Other Likely Diagnoses

• Lymphoma (including Hodgkin and Non-Hodgkin Lymphoma): The presence of mediastinal and hilar lymphadenopathy along with AIHA could suggest lymphoma. Both Hodgkin and non-Hodgkin lymphomas can cause AIHA and typically present with lymphadenopathy.
• Systemic Lupus Erythematosus (SLE): Although the ANA is negative, which makes SLE less likely, it's still a consideration due to the AIHA and potential for lymphadenopathy. SLE can have a wide range of presentations, and AIHA is one of its manifestations.
• Castleman Disease: This rare disorder can present with lymphadenopathy and can be associated with autoimmune phenomena, including AIHA.

Do Not Miss Diagnoses

• Infectious Causes (e.g., Mycobacterial, Fungal): Although less likely given the information, infectious causes of lymphadenopathy and AIHA (such as mycobacterial or fungal infections) could be deadly if missed.

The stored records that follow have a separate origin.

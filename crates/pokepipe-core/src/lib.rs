//! Core domain types, the payload transformer and port definitions for pokepipe.
//!
//! The crate is infrastructure-free: HTTP lives in `pokepipe-api`, SQLite in
//! `pokepipe-db`. Both implement the traits in [`ports`], and the services in
//! [`services`] only ever see those traits.
//!
//! A run flows listing → detail payloads → [`CanonicalRecord`]s → persisted rows.

#![deny(unused_crate_dependencies)]

pub mod config;
pub mod domain;
pub mod ports;
pub mod services;
pub mod transform;

// Re-export commonly used types for convenience
pub use config::{ConfigError, PipelineSettings};
pub use domain::{
    AbilityEntry, AbilitySlot, CanonicalRecord, ListingItem, PokemonDetail, PokemonFilter,
    PokemonSummary, RawDetailPayload, ReferenceEntities, StatEntry, StatValue, TableCounts,
    TypeSlot,
};
pub use ports::{
    PipelineError, PokemonCatalogPort, PokemonSourcePort, PokemonStorePort, Repos,
    RepositoryError, SourceError, SourceResult, TransformError,
};
pub use services::{CatalogService, PipelineService, RunSummary};
pub use transform::{transform, transform_batch};
//! Main CLI parser and top-level argument handling.
//!
//! This module defines the root CLI structure with global options.

use clap::Parser;
use std::path::PathBuf;

use crate::commands::Commands;

/// Command-line interface for the PokeAPI ETL pipeline.
///
/// This is the top-level parser that handles global options and dispatches
/// to subcommands.
#[derive(Parser)]
#[command(name = "pokepipe")]
#[command(about = "Load PokeAPI data into a local SQLite database")]
#[command(version)]
pub struct Cli {
    /// Override the database path for this invocation (default: DB_PATH or pokemon.db)
    #[arg(long = "db-path", global = true)]
    pub db_path: Option<PathBuf>,

    /// Enable verbose/debug output
    #[arg(short = 'v', long = "verbose", global = true)]
    pub verbose: bool,

    #[command(subcommand)]
    pub command: Option<Commands>,
}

The history of fever 5 days prior could suggest an infectious etiology.
• Drug-Induced AIHA: Certain drugs can induce AIHA, and it's crucial to review the patient's medication history to rule out this possibility.

Rare Diagnoses

• Cold Agglutinin Disease: This condition is characterized by the production of cold-reactive autoantibodies that can cause hemolysis. It can be primary or secondary to infections or lymphoproliferative disorders.
• Paroxysmal Nocturnal Hemoglobinuria (PNH): Although PNH typically presents with nocturnal hemoglobinuria, it can also cause AIHA. The normal bone marrow biopsy makes this less likely but does not rule it out entirely.

Approach

1. Detailed History and Physical Examination: Focus on symptoms suggestive of underlying malignancy, infections, or autoimmune diseases.
2. Laboratory Tests:
   • Flow Cytometry: To evaluate for CLL or lymphoma.
   • Serologic Tests: For infectious diseases if suspected.
   • Imaging: Further evaluation of lymphadenopathy with PET-CT if necessary.
   • Bone Marrow Biopsy: Although the initial bone marrow was normal, a repeat or more detailed examination might be warranted based on flow cytometry results.
3. Treatment: Directed at the underlying cause, with consideration for corticosteroids for AIHA and specific treatments for any identified malignancy or infection.